- Work request: Starting at the line that contains "let (lo, hi)" and ending at the line that contains "fn covers(opening: &Opening, axis: f64)", the lines below are to be given again exactly, with nothing added.

- Material supplied:
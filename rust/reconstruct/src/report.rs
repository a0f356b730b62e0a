// This Source Code Form is subject to the terms of the Mozilla Public
// License, v. 2.0. If a copy of the MPL was not distributed with this
// file, You can obtain one at https://mozilla.org/MPL/2.0/.

//! Wire form of a reconstruction result, as consumed by model creation.
//!
//! Lengths stay in the drawing unit except the fields explicitly suffixed
//! with `Inches` or `Feet`.

use serde::{Deserialize, Serialize};

use crate::config::LengthUnit;
use crate::types::{FloorPlanResult, Orientation, Point2D, WallSegment};

#[derive(Debug, Clone, Serialize, Deserialize, PartialEq)]
#[serde(rename_all = "camelCase")]
pub struct BoundsReport {
    pub min_x: f64,
    pub min_y: f64,
    pub max_x: f64,
    pub max_y: f64,
    pub width: f64,
    pub height: f64,
}

#[derive(Debug, Clone, Serialize, Deserialize, PartialEq, Eq)]
#[serde(rename_all = "camelCase")]
pub struct SummaryReport {
    pub total_lines: usize,
    pub total_arcs: usize,
    pub exterior_wall_count: usize,
    pub interior_wall_count: usize,
    pub door_count: usize,
    pub window_count: usize,
}

#[derive(Debug, Clone, Serialize, Deserialize, PartialEq)]
pub struct OpeningReport {
    pub start: f64,
    pub end: f64,
    pub width: f64,
}

#[derive(Debug, Clone, Serialize, Deserialize, PartialEq)]
#[serde(rename_all = "camelCase")]
pub struct WallReport {
    pub start_x: f64,
    pub start_y: f64,
    pub end_x: f64,
    pub end_y: f64,
    pub length: f64,
    pub orientation: Orientation,
    pub thickness_inches: f64,
    pub openings: Vec<OpeningReport>,
}

#[derive(Debug, Clone, Serialize, Deserialize, PartialEq)]
#[serde(rename_all = "camelCase")]
pub struct DoorReport {
    pub center_x: f64,
    pub center_y: f64,
    pub width_inches: f64,
    pub wall_orientation: Orientation,
}

#[derive(Debug, Clone, Serialize, Deserialize, PartialEq)]
#[serde(rename_all = "camelCase")]
pub struct WindowReport {
    pub wall_orientation: Orientation,
    pub position: Point2D,
    pub width_feet: f64,
    pub width_inches: f64,
}

/// Serializable floor plan description
#[derive(Debug, Clone, Serialize, Deserialize, PartialEq)]
#[serde(rename_all = "camelCase")]
pub struct FloorPlanReport {
    pub bounds: BoundsReport,
    pub summary: SummaryReport,
    pub exterior_walls: Vec<WallReport>,
    pub interior_walls: Vec<WallReport>,
    pub doors: Vec<DoorReport>,
    pub windows: Vec<WindowReport>,
}

impl WallReport {
    fn from_wall(wall: &WallSegment, unit: LengthUnit) -> Self {
        Self {
            start_x: wall.centerline_start.x,
            start_y: wall.centerline_start.y,
            end_x: wall.centerline_end.x,
            end_y: wall.centerline_end.y,
            length: wall.length(),
            orientation: wall.orientation,
            thickness_inches: wall.thickness_measured * unit.inches_per_unit(),
            openings: wall
                .openings
                .iter()
                .map(|o| OpeningReport {
                    start: o.span_start,
                    end: o.span_end,
                    width: o.width(),
                })
                .collect(),
        }
    }
}

impl FloorPlanReport {
    pub fn from_result(result: &FloorPlanResult, unit: LengthUnit) -> Self {
        let inches = unit.inches_per_unit();
        let feet = unit.feet_per_unit();
        let b = &result.bounds;
        let s = &result.summary;

        Self {
            bounds: BoundsReport {
                min_x: b.min_x,
                min_y: b.min_y,
                max_x: b.max_x,
                max_y: b.max_y,
                width: b.width(),
                height: b.height(),
            },
            summary: SummaryReport {
                total_lines: s.total_lines,
                total_arcs: s.total_arcs,
                exterior_wall_count: s.exterior_wall_count,
                interior_wall_count: s.interior_wall_count,
                door_count: s.door_count,
                window_count: s.window_count,
            },
            exterior_walls: result
                .exterior_walls
                .iter()
                .map(|w| WallReport::from_wall(w, unit))
                .collect(),
            interior_walls: result
                .interior_walls
                .iter()
                .map(|w| WallReport::from_wall(w, unit))
                .collect(),
            doors: result
                .doors
                .iter()
                .map(|d| DoorReport {
                    center_x: d.center.x,
                    center_y: d.center.y,
                    width_inches: d.width * inches,
                    wall_orientation: d.wall_orientation,
                })
                .collect(),
            windows: result
                .windows
                .iter()
                .map(|w| WindowReport {
                    wall_orientation: w.wall_orientation,
                    position: w.position,
                    width_feet: w.width * feet,
                    width_inches: w.width * inches,
                })
                .collect(),
        }
    }
}
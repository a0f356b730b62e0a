// This Source Code Form is subject to the terms of the Mozilla Public
// License, v. 2.0. If a copy of the MPL was not distributed with this
// file, You can obtain one at https://mozilla.org/MPL/2.0/.

//! Opening classification: door swing corroboration and window assignment.
//!
//! Door leaves are drawn with a quarter-circle swing whose center sits on the
//! hinge jamb and whose radius equals the leaf width. An arc in the plausible
//! door radius range, centered on a wall centerline at one of its openings,
//! confirms that opening as a door regardless of its provisional label.
//!
//! Openings still unclassified afterwards are resolved by width: windows on
//! exterior walls, doors on interior walls.

use tracing::debug;

use crate::config::ReconstructionConfig;
use crate::types::{Opening, OpeningKind, RawArc, WallClass, WallSegment};

/// Slack on the opening span test. Hinges sit exactly on a jamb, so the
/// span is closed and only rounding noise is absorbed.
const SPAN_EPSILON: f64 = 1e-6;

/// Counts from the classification stage
#[derive(Debug, Clone, Copy, Default, PartialEq, Eq)]
pub struct ClassifyStats {
    pub swing_arcs: usize,
    pub confirmed_doors: usize,
}

/// Whether an arc's radius is in the door-leaf range
pub fn is_swing_arc(arc: &RawArc, config: &ReconstructionConfig) -> bool {
    arc.radius >= config.min_door_radius && arc.radius <= config.max_door_radius
}

/// Index of the wall whose centerline passes closest to `arc`'s center, with
/// the center's axis coordinate inside the wall extent.
fn nearest_host_wall(walls: &[WallSegment], arc: &RawArc, tolerance: f64) -> Option<(usize, f64)> {
    let mut best: Option<(usize, f64, f64)> = None;

    for (i, wall) in walls.iter().enumerate() {
        let (axis, perpendicular) = wall.project(&arc.center);
        if perpendicular > tolerance {
            continue;
        }
        let (lo, hi) = (
            wall.axis_start().min(wall.axis_end()),
            wall.axis_start().max(wall.axis_end()),
        );
        if axis < lo - tolerance || axis > hi + tolerance {
            continue;
        }
        if best.map_or(true, |(_, _, d)| perpendicular < d) {
            best = Some((i, axis, perpendicular));
        }
    }

    best.map(|(i, axis, _)| (i, axis))
}

/// Whether an opening's span covers the axis coordinate of a swing center
fn covers(opening: &Opening, axis: f64) -> bool {
    axis >= opening.span_start - SPAN_EPSILON && axis <= opening.span_end + SPAN_EPSILON
}

/// Refine opening kinds in place. Wall geometry is left untouched.
pub fn classify_openings(
    walls: &mut [WallSegment],
    arcs: &[RawArc],
    config: &ReconstructionConfig,
) -> ClassifyStats {
    let mut stats = ClassifyStats::default();
    let tolerance = config.swing_center_tolerance;

    for arc in arcs.iter().filter(|arc| is_swing_arc(arc, config)) {
        stats.swing_arcs += 1;

        let Some((wall_index, axis)) = nearest_host_wall(walls, arc, tolerance) else {
            continue;
        };
        for opening in walls[wall_index]
            .openings
            .iter_mut()
            .filter(|o| covers(o, axis))
        {
            if !opening.swing_confirmed {
                stats.confirmed_doors += 1;
            }
            opening.kind = OpeningKind::Door;
            opening.swing_confirmed = true;
        }
    }

    for wall in walls.iter_mut() {
        let wall_class = wall.wall_class;
        for opening in wall
            .openings
            .iter_mut()
            .filter(|o| o.kind == OpeningKind::Unclassified)
        {
            let width = opening.width();
            opening.kind = match wall_class {
                WallClass::Exterior
                    if width >= config.window_min_width && width <= config.window_max_width =>
                {
                    OpeningKind::Window
                }
                WallClass::Interior
                    if width >= config.min_door_radius && width <= config.max_door_radius =>
                {
                    OpeningKind::Door
                }
                _ => OpeningKind::Unclassified,
            };
        }
    }

    debug!(
        swing_arcs = stats.swing_arcs,
        confirmed_doors = stats.confirmed_doors,
        "classified openings"
    );
    stats
}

- Exercise output:
        let (lo, hi) = (
            wall.axis_start().min(wall.axis_end()),
            wall.axis_start().max(wall.axis_end()),
        );
        if axis < lo - tolerance || axis > hi + tolerance {
            continue;
        }
        if best.map_or(true, |(_, _, d)| perpendicular < d) {
            best = Some((i, axis, perpendicular));
        }
    }

    best.map(|(i, axis, _)| (i, axis))
}

/// Whether an opening's span covers the axis coordinate of a swing center
fn covers(opening: &Opening, axis: f64) -> bool {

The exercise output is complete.